Published:Friday | July 15, 2016 | 12:00 AM
Gillian Hyde (left), general manager of JN Small Business Loans, listens to Yaneek Page, executive producer of The Innovators and managing director of Future Services International, at The Innovators Season Five Awards ceremony held at the Four Seasons Hotel last year.

The impact of the contestants' business operations in their respective communities will be the main focus of the reality television series, The Innovators, when the show begins its sixth season in September.

The season, duly tagged 'Community Innovators', will focus on the challenges faced by 10 upcoming entrepreneurs as they work to make their operations beneficial for them and their respective communities. The Innovators is a 30-minute reality TV series first aired in 2011, which focuses on the challenges of upcoming entrepreneurs, dubbed 'assignments'. The show is now being aired in 18 countries.

The assignments will glean strategies from their mentors to manage, enhance their operations and achieve financial success. And, the winner of the series will receive a cash award from JN Small Business Loans (JNSBL).

"What we desire for our country is economic growth, which the average man and woman can feel," explained Yaneek Page, executive producer of The Innovators series. "And, more people would feel the impact of economic growth across Jamaica, if we had a large cadre of entrepreneurs who were purposefully building their businesses to increase the economic activity in their respective communities. That would definitely result in a major transformation." she emphasised.

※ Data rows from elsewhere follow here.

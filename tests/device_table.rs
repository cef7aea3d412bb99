// CLASSIFICATION: COMMUNITY
// Filename: device_table.rs v0.1
// Author: Lukas Bower
// Date Modified: 2026-10-18

use std::sync::atomic::{AtomicUsize, Ordering};
use std::sync::{Arc, Barrier};
use std::thread;

use pmu_rtos::device::{
    Device, DeviceList, Devices, DEVTYPE_COPY0, DEVTYPE_GRAPHICS, DEVTYPE_LCE, MAX_DEVTYPE,
};
use pmu_rtos::hal::sim::SimDeviceTable;
use pmu_rtos::hal::DeviceTableParser;
use pmu_rtos::PmuError;
use serial_test::serial;

fn lce(inst_id: u32, engine_id: u32) -> Device {
    Device {
        dev_type: DEVTYPE_LCE,
        inst_id,
        engine_id,
        ..Device::default()
    }
}

#[test]
#[serial]
fn instances_follow_table_order() {
    let _ = env_logger::builder().is_test(true).try_init();
    let mut table = SimDeviceTable::new(vec![lce(0, 5), lce(1, 6), lce(2, 7)]);
    let list = DeviceList::build(&mut table).unwrap();
    assert_eq!(list.count(DEVTYPE_LCE), 3);
    assert_eq!(list.get(DEVTYPE_LCE, 1).unwrap().engine_id, 6);
    assert_eq!(list.get(DEVTYPE_LCE, 2).unwrap().engine_id, 7);
    assert!(matches!(list.get(DEVTYPE_LCE, 3), Err(PmuError::NotFound(_))));
    let engines: Vec<u32> = list.iter_type(DEVTYPE_LCE).map(|d| d.engine_id).collect();
    assert_eq!(engines, vec![5, 6, 7]);
}

#[test]
#[serial]
fn out_of_range_type_is_invalid() {
    let _ = env_logger::builder().is_test(true).try_init();
    let mut table = SimDeviceTable::typical();
    let list = DeviceList::build(&mut table).unwrap();
    assert!(matches!(
        list.get(MAX_DEVTYPE, 0),
        Err(PmuError::InvalidArgument(_))
    ));
    assert_eq!(list.count(MAX_DEVTYPE + 3), 0);
    assert_eq!(list.iter_type(MAX_DEVTYPE).count(), 0);
}

#[test]
#[serial]
fn table_with_bad_type_fails_to_build() {
    let _ = env_logger::builder().is_test(true).try_init();
    let bad = Device {
        dev_type: MAX_DEVTYPE,
        ..Device::default()
    };
    let mut table = SimDeviceTable::new(vec![lce(0, 1), bad]);
    assert!(matches!(
        DeviceList::build(&mut table),
        Err(PmuError::InvalidArgument(_))
    ));
}

#[test]
#[serial]
fn devices_init_is_idempotent_and_cleanup_drops_the_table() {
    let _ = env_logger::builder().is_test(true).try_init();
    let mut devices = Devices::new();
    assert_eq!(devices.get(DEVTYPE_GRAPHICS, 0).unwrap_err(), PmuError::NotReady);

    devices.init(&mut SimDeviceTable::typical()).unwrap();
    assert!(devices.is_initialized());
    assert!(devices.get(DEVTYPE_GRAPHICS, 0).unwrap().is_graphics_engine());
    assert!(devices.get(DEVTYPE_COPY0, 0).unwrap().is_copy_engine());
    assert_eq!(devices.count(DEVTYPE_LCE), 2);

    // A second init keeps the first table.
    devices.init(&mut SimDeviceTable::new(vec![lce(0, 9)])).unwrap();
    assert_eq!(devices.count(DEVTYPE_LCE), 2);

    devices.cleanup();
    assert!(!devices.is_initialized());
    assert_eq!(devices.count(DEVTYPE_LCE), 0);
}

#[test]
#[serial]
fn empty_table_builds_an_empty_list() {
    let _ = env_logger::builder().is_test(true).try_init();
    let list = DeviceList::build(&mut SimDeviceTable::default()).unwrap();
    assert!((0..MAX_DEVTYPE).all(|t| list.count(t) == 0));
}

/// Counts how many times a table walk starts.
struct CountingTable {
    inner: SimDeviceTable,
    walks: Arc<AtomicUsize>,
}

impl DeviceTableParser for CountingTable {
    fn parse_next_device(&mut self, cursor: &mut u32) -> Option<Device> {
        if *cursor == 0 {
            self.walks.fetch_add(1, Ordering::SeqCst);
        }
        self.inner.parse_next_device(cursor)
    }
}

#[test]
#[serial]
fn racing_inits_parse_the_table_once() {
    let _ = env_logger::builder().is_test(true).try_init();
    let devices = Arc::new(Devices::new());
    let walks = Arc::new(AtomicUsize::new(0));
    let start = Arc::new(Barrier::new(8));
    let workers: Vec<_> = (0..8)
        .map(|_| {
            let devices = Arc::clone(&devices);
            let walks = Arc::clone(&walks);
            let start = Arc::clone(&start);
            thread::spawn(move || {
                let mut table = CountingTable {
                    inner: SimDeviceTable::typical(),
                    walks,
                };
                start.wait();
                devices.init(&mut table).unwrap();
            })
        })
        .collect();
    for w in workers {
        w.join().unwrap();
    }
    assert_eq!(walks.load(Ordering::SeqCst), 1);
    assert_eq!(devices.count(DEVTYPE_LCE), 2);
}

#[test]
#[serial]
fn failed_init_can_be_retried() {
    let _ = env_logger::builder().is_test(true).try_init();
    let devices = Devices::new();
    let bad = Device {
        dev_type: MAX_DEVTYPE,
        ..Device::default()
    };
    assert!(devices.init(&mut SimDeviceTable::new(vec![bad])).is_err());
    assert!(!devices.is_initialized());
    devices.init(&mut SimDeviceTable::new(vec![lce(0, 3)])).unwrap();
    assert_eq!(devices.count(DEVTYPE_LCE), 1);
}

Page said contestants will be judged on the number of persons they employed, the influence their business had in the communities in which they are located, and its overall potential to be successful. Gillian Hyde, general manager of JNSBL, sponsors of The Innovators for a third consecutive year, pointed out that the theme for this year's series was in keeping with JNSBL's outlook of building the economic base of communities through entrepreneurship.

"Community development through entrepreneurship has always been one of the main areas of focus for JNSBL. Since our inception in 2000, our clients have created and maintained some 100,000 jobs in the Jamaican economy and many of these businesses are community-based operations," noted Hyde.

"We welcome the theme and focus of 2016, 'The Community Innovators', which has been an avenue to expose micro entrepreneurs to the wider society. We firmly believe that by focusing on businesses that impact the community, the spin-off in the respective areas will be positive," she added.